#### [Instructions to follow]
From the line that includes "pub const ANALYZER_UNAVAILABLE: &str" to the last line of the records, inclusive, repeat each line exactly.

#### [Collected data]
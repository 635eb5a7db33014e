// Error codes implementation
// This module contains standardized error codes for Tibb Engine

pub mod validation {
    pub const INVALID_INPUT: &str = "VALIDATION_1001";
    pub const MISSING_REQUIRED_FIELD: &str = "VALIDATION_1002";
    pub const INVALID_FORMAT: &str = "VALIDATION_1003";
}

pub mod lookup {
    pub const NOT_FOUND: &str = "LOOKUP_2001";
}

pub mod vision {
    pub const ANALYZER_UNAVAILABLE: &str = "VISION_3001";
    pub const UNPARSEABLE_RESPONSE: &str = "VISION_3002";
}

pub mod knowledge {
    pub const EMPTY_KNOWLEDGE: &str = "KNOWLEDGE_4001";
    pub const DUPLICATE_RECORD: &str = "KNOWLEDGE_4002";
}

pub mod feedback {
    pub const DUPLICATE_EVENT: &str = "FEEDBACK_5001";
    pub const RATING_OUT_OF_RANGE: &str = "FEEDBACK_5002";
}

pub mod broadcast {
    pub const TRANSIENT_FAILURE: &str = "BROADCAST_6001";
}

pub mod database {
    pub const CONNECTION_FAILED: &str = "DB_7001";
    pub const QUERY_FAILED: &str = "DB_7002";
    pub const CONSTRAINT_VIOLATION: &str = "DB_7003";
}

pub mod system {
    pub const CONFIG_INVALID: &str = "SYSTEM_8001";
    pub const INTERNAL: &str = "SYSTEM_8002";
}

#### [Your response]
    pub const ANALYZER_UNAVAILABLE: &str = "VISION_3001";
    pub const UNPARSEABLE_RESPONSE: &str = "VISION_3002";
}

pub mod knowledge {
    pub const EMPTY_KNOWLEDGE: &str = "KNOWLEDGE_4001";
    pub const DUPLICATE_RECORD: &str = "KNOWLEDGE_4002";
}

pub mod feedback {
    pub const DUPLICATE_EVENT: &str = "FEEDBACK_5001";
    pub const RATING_OUT_OF_RANGE: &str = "FEEDBACK_5002";
}

pub mod broadcast {
    pub const TRANSIENT_FAILURE: &str = "BROADCAST_6001";
}

pub mod database {
    pub const CONNECTION_FAILED: &str = "DB_7001";
    pub const QUERY_FAILED: &str = "DB_7002";
    pub const CONSTRAINT_VIOLATION: &str = "DB_7003";
}

pub mod system {
    pub const CONFIG_INVALID: &str = "SYSTEM_8001";
    pub const INTERNAL: &str = "SYSTEM_8002";
}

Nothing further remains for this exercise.